◆ **Assignment**
A complete response lists each line of the data below that includes the word "next".

● ● ●

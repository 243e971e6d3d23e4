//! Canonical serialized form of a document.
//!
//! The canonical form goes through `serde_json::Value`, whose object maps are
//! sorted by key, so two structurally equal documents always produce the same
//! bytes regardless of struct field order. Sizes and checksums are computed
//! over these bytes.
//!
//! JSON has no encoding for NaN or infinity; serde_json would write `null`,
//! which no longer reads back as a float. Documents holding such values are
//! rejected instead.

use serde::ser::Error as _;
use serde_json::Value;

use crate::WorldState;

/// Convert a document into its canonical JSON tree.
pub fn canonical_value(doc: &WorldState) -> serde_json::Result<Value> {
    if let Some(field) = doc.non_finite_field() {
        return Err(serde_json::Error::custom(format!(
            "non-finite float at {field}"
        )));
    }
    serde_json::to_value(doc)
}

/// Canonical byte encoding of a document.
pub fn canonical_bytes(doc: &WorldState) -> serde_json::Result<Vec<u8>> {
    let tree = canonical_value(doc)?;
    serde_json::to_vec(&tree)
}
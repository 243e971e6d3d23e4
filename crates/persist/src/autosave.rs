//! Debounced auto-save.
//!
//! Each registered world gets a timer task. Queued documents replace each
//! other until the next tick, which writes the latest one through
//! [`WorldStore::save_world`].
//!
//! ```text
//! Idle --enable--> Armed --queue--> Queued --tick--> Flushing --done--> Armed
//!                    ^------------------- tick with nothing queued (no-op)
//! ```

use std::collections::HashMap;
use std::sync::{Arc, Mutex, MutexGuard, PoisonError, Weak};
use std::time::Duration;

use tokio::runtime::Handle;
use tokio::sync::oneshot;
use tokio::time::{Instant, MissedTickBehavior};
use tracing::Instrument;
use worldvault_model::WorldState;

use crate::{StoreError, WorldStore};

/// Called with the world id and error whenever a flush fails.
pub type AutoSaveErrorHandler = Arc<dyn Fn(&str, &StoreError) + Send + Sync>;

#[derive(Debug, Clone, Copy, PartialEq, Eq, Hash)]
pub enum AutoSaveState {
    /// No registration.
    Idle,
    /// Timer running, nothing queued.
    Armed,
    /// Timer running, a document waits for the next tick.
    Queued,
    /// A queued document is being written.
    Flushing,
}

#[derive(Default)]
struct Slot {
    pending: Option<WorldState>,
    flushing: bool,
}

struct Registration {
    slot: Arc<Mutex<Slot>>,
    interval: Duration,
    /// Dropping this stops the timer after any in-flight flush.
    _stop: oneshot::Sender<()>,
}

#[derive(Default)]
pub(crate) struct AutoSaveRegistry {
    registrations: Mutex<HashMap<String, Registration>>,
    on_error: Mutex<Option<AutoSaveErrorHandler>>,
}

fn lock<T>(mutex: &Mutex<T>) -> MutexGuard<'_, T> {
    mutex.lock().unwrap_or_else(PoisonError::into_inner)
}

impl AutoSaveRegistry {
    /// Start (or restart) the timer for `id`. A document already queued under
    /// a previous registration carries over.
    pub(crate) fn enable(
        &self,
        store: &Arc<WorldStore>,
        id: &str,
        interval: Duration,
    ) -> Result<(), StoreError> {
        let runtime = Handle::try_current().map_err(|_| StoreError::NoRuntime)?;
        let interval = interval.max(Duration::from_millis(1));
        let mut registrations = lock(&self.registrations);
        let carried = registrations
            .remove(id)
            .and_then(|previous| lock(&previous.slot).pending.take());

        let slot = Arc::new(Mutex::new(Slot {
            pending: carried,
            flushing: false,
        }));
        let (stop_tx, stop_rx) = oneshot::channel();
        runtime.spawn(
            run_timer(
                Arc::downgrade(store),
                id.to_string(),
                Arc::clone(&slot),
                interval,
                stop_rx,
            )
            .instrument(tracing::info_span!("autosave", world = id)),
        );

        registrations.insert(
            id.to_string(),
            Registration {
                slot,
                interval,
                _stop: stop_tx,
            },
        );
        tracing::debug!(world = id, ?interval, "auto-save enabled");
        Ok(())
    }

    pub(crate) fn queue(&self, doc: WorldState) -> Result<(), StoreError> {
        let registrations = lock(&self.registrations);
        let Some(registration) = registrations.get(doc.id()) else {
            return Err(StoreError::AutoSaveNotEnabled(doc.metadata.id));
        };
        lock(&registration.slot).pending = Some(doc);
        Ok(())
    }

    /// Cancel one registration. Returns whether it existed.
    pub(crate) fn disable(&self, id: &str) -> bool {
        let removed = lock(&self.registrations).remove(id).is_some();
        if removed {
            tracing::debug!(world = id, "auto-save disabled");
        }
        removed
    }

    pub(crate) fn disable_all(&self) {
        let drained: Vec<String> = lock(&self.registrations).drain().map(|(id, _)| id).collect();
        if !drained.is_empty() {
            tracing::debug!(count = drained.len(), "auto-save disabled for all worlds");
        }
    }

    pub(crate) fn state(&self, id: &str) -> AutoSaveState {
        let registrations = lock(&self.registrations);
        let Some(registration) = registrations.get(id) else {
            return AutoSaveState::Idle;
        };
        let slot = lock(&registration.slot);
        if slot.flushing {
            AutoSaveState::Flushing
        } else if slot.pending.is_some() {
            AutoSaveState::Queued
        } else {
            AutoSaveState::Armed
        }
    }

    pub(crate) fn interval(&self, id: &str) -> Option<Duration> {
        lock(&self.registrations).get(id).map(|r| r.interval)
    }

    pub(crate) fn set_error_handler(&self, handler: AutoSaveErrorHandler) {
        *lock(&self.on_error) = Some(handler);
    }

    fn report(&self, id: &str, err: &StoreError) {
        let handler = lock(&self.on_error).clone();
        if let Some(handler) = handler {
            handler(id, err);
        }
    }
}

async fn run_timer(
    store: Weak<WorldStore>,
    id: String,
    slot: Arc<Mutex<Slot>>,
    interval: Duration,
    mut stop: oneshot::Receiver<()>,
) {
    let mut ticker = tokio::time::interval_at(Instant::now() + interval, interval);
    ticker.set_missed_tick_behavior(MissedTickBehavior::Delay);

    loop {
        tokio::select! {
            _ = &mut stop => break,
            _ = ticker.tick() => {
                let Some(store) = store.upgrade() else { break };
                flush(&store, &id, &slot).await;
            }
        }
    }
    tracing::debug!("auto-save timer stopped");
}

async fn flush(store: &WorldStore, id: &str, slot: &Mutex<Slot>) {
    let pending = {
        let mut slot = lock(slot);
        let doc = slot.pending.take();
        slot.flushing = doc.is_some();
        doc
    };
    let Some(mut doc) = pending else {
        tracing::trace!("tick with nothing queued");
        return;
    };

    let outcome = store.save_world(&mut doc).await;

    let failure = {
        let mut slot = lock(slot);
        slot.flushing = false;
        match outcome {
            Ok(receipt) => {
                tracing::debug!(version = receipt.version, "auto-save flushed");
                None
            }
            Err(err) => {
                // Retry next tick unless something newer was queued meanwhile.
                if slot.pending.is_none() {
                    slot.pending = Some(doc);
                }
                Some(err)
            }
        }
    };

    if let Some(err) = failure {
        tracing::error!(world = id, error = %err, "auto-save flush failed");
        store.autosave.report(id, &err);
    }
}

● ● ●

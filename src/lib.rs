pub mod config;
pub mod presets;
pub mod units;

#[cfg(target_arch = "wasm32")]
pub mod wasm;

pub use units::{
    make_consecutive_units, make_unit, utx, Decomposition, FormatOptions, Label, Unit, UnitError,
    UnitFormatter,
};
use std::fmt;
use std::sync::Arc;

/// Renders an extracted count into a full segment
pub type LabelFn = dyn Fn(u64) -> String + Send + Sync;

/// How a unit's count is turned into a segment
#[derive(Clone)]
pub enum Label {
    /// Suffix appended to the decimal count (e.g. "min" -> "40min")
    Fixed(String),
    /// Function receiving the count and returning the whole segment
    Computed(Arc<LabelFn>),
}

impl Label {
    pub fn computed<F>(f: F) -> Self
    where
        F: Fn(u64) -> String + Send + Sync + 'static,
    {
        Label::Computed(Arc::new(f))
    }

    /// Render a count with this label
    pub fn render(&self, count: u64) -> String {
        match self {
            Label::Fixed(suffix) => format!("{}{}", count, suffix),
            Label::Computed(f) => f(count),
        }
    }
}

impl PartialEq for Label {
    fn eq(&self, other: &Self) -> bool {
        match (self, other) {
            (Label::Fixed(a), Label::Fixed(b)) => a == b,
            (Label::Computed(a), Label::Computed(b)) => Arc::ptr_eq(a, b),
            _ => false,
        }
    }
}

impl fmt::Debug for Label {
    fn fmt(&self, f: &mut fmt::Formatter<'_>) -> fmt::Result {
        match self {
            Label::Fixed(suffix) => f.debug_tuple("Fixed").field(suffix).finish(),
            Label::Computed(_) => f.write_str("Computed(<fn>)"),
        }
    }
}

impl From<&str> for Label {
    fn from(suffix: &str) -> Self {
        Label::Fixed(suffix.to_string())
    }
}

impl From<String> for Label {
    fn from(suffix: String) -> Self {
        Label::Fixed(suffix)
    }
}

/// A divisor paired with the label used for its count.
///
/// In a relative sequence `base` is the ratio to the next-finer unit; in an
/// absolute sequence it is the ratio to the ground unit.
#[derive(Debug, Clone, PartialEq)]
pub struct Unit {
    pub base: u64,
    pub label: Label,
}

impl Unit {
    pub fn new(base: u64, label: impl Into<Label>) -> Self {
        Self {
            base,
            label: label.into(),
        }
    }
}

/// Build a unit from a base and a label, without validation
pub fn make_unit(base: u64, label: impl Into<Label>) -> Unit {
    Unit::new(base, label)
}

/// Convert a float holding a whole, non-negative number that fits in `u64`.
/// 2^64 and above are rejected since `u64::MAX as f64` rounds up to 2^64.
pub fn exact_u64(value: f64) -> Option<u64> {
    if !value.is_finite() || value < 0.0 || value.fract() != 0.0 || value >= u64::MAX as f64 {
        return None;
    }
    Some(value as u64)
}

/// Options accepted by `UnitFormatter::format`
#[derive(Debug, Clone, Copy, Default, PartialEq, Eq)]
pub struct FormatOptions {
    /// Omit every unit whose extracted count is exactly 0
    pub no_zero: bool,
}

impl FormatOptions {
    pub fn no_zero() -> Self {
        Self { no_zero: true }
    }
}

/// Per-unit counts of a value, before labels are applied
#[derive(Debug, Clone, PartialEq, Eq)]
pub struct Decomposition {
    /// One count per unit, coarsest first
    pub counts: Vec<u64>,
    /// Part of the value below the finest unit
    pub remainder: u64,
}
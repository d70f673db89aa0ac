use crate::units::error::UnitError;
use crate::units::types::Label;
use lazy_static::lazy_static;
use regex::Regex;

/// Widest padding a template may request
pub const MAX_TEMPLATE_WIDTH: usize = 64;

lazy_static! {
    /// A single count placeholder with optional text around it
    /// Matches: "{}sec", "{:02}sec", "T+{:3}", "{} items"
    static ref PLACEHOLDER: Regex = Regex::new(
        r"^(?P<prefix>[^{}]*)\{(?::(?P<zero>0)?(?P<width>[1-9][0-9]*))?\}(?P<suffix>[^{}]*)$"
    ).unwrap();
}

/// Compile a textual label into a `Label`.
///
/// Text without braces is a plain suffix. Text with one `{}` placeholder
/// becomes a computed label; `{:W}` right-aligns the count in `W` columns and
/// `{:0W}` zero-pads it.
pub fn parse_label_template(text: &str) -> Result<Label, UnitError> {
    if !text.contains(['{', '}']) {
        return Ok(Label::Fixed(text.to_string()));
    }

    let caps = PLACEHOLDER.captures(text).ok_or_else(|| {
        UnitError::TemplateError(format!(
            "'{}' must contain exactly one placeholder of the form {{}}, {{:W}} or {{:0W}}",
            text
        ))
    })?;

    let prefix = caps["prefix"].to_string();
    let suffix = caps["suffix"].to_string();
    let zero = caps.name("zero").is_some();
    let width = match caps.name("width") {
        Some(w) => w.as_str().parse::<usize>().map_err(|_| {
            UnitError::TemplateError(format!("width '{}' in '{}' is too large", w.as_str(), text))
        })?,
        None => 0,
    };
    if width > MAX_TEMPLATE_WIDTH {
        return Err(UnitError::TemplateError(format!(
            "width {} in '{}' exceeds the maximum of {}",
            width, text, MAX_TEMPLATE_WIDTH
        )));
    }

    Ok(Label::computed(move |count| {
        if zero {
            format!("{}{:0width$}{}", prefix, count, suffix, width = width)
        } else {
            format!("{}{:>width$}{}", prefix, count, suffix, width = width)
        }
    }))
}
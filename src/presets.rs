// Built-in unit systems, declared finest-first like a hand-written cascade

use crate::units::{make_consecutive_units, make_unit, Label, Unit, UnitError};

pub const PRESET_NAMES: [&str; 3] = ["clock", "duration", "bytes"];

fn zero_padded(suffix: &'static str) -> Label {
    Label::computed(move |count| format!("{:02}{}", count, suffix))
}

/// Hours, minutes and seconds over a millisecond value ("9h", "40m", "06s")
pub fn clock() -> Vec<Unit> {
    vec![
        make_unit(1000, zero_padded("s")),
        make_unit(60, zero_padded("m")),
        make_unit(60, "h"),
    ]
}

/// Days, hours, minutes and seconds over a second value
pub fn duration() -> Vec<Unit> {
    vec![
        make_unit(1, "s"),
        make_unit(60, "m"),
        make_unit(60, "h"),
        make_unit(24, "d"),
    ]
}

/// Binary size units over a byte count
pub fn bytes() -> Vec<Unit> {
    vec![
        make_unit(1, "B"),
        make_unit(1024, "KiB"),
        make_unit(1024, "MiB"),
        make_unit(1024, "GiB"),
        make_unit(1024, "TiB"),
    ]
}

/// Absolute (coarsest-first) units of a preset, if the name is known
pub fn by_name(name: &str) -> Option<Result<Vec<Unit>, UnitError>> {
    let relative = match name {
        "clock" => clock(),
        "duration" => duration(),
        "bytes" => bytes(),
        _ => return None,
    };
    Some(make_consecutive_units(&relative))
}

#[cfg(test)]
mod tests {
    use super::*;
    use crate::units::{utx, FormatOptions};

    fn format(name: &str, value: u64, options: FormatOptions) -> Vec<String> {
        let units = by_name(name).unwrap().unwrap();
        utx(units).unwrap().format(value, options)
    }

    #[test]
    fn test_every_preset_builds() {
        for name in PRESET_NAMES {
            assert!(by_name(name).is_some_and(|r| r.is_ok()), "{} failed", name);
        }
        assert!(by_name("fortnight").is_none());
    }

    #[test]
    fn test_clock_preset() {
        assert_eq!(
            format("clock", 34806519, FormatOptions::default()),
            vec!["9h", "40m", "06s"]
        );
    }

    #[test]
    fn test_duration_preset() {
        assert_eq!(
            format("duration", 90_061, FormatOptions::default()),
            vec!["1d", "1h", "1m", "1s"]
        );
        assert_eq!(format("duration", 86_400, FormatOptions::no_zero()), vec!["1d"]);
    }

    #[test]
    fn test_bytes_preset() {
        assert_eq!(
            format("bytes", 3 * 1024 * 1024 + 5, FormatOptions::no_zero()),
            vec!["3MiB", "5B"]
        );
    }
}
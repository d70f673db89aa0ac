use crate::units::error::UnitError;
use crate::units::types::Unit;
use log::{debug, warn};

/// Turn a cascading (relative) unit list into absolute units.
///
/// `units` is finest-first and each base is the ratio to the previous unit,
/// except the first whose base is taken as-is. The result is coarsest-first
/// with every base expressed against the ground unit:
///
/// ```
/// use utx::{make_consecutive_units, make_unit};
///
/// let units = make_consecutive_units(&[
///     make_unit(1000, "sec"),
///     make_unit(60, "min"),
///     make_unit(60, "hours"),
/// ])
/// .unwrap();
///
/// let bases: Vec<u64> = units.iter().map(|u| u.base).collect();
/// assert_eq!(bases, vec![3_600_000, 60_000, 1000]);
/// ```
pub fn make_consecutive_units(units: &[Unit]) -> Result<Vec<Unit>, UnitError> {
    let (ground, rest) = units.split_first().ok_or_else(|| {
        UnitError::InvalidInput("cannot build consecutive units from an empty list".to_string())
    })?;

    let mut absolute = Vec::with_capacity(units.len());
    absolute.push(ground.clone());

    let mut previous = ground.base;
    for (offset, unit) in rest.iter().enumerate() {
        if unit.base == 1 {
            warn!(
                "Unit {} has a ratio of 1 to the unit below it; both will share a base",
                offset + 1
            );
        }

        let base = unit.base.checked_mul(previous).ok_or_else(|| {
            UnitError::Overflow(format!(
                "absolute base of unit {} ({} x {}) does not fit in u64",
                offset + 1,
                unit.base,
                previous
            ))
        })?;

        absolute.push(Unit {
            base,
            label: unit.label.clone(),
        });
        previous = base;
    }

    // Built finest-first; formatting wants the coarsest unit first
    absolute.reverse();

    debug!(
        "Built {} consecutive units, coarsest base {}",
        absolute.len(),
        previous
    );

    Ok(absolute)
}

● ● ●

◆ **Written solution**
//! other until the next tick, which writes the latest one through
    /// Timer running, a document waits for the next tick.
                // Retry next tick unless something newer was queued meanwhile.
/// In a relative sequence `base` is the ratio to the next-finer unit; in an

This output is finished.